Dataset items
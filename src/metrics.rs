//! Prometheus text-exposition rendering.
//!
//! The exposition is rendered from the current immutable snapshot on every
//! scrape. There is no mutable gauge registry: a label that disappears from
//! the schedule file is simply absent from the next rendering, so stale
//! series cannot accumulate.

use std::fmt::Write;

use crate::calendar::season::Season;
use crate::models::FactSnapshot;

/// Renders the snapshot as Prometheus text exposition format (version 0.0.4).
pub fn render(snapshot: &FactSnapshot) -> String {
    let mut out = String::with_capacity(4096);

    if let Some(sun) = &snapshot.sun {
        gauge(&mut out, "sun_sunrise_minutes", "Minutes since midnight for sunrise", sun.sunrise_minutes);
        gauge(&mut out, "sun_sunset_minutes", "Minutes since midnight for sunset", sun.sunset_minutes);
        gauge(&mut out, "sun_day_length_minutes", "Total daylight in minutes", sun.day_length_minutes);
        gauge(&mut out, "sun_day_gain_minutes", "Daily change in daylight", sun.day_gain_minutes);
        gauge(&mut out, "sun_is_growing_day", "Whether days are getting longer", sun.is_growing as u8);
    }

    header(&mut out, "season_id", "Current season indicator");
    for season in Season::ALL {
        let value = (snapshot.season.name == season.as_str()) as u8;
        series(&mut out, "season_id", &[("season", season.as_str())], value);
    }
    gauge(&mut out, "season_progress_percent", "Progress through season", snapshot.season.progress_percent);
    gauge(&mut out, "days_until_season_change", "Days until the season boundary", snapshot.season.days_to_next);
    gauge(&mut out, "days_until_spring", "Days until spring", snapshot.season.days_until.spring);
    gauge(&mut out, "days_until_summer", "Days until summer", snapshot.season.days_until.summer);
    gauge(&mut out, "days_until_fall", "Days until fall", snapshot.season.days_until.fall);
    gauge(&mut out, "days_until_winter", "Days until winter", snapshot.season.days_until.winter);

    gauge(&mut out, "is_public_holiday", "Is public holiday", snapshot.calendar.is_holiday as u8);
    gauge(&mut out, "is_weekend", "Is weekend", snapshot.calendar.is_weekend as u8);
    gauge(&mut out, "is_working_day", "Is working day", snapshot.calendar.is_working_day as u8);

    if !snapshot.trash.is_empty() {
        header(&mut out, "trash_collection_today", "Trash collection today");
        for (label, facts) in &snapshot.trash {
            series(&mut out, "trash_collection_today", &[("type", label)], facts.today as u8);
        }
        header(&mut out, "trash_next_days", "Days until next collection");
        for (label, facts) in &snapshot.trash {
            series(&mut out, "trash_next_days", &[("type", label)], facts.next_in_days);
        }
    }

    if !snapshot.birthdays.is_empty() {
        header(&mut out, "birthday_days_until", "Days until birthday");
        for b in &snapshot.birthdays {
            series(&mut out, "birthday_days_until", &[("name", &b.name)], b.days_until);
        }
        header(&mut out, "birthday_today", "Birthday today");
        for b in &snapshot.birthdays {
            series(&mut out, "birthday_today", &[("name", &b.name)], b.is_today as u8);
        }
        header(&mut out, "birthday_this_month", "Birthday this month");
        for b in &snapshot.birthdays {
            let day = b.day.to_string();
            series(
                &mut out,
                "birthday_this_month",
                &[("name", &b.name), ("day", &day)],
                b.is_this_month as u8,
            );
        }
    }

    gauge(&mut out, "moon_phase_day", "Current moon phase day (0-29.53)", snapshot.moon.day);
    header(&mut out, "moon_phase_info", "Current moon phase description");
    series(&mut out, "moon_phase_info", &[("phase", &snapshot.moon.phase)], 1);

    out
}

fn header(out: &mut String, name: &str, help: &str) {
    writeln!(out, "# HELP {name} {help}").expect("writing to String cannot fail");
    writeln!(out, "# TYPE {name} gauge").expect("writing to String cannot fail");
}

fn gauge(out: &mut String, name: &str, help: &str, value: impl std::fmt::Display) {
    header(out, name, help);
    writeln!(out, "{name} {value}").expect("writing to String cannot fail");
}

fn series(out: &mut String, name: &str, labels: &[(&str, &str)], value: impl std::fmt::Display) {
    let rendered: Vec<String> = labels
        .iter()
        .map(|(k, v)| format!("{k}=\"{}\"", escape_label(v)))
        .collect();
    writeln!(out, "{name}{{{}}} {value}", rendered.join(",")).expect("writing to String cannot fail");
}

fn escape_label(value: &str) -> String {
    value
        .replace('\\', "\\\\")
        .replace('"', "\\\"")
        .replace('\n', "\\n")
}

AIM OF THE TASK –
Each line in the data where the string "daylight" occurs should be identified and copied.

REPLY TO THE EXERCISE –
        gauge(&mut out, "sun_day_length_minutes", "Total daylight in minutes", sun.day_length_minutes);
        gauge(&mut out, "sun_day_gain_minutes", "Daily change in daylight", sun.day_gain_minutes);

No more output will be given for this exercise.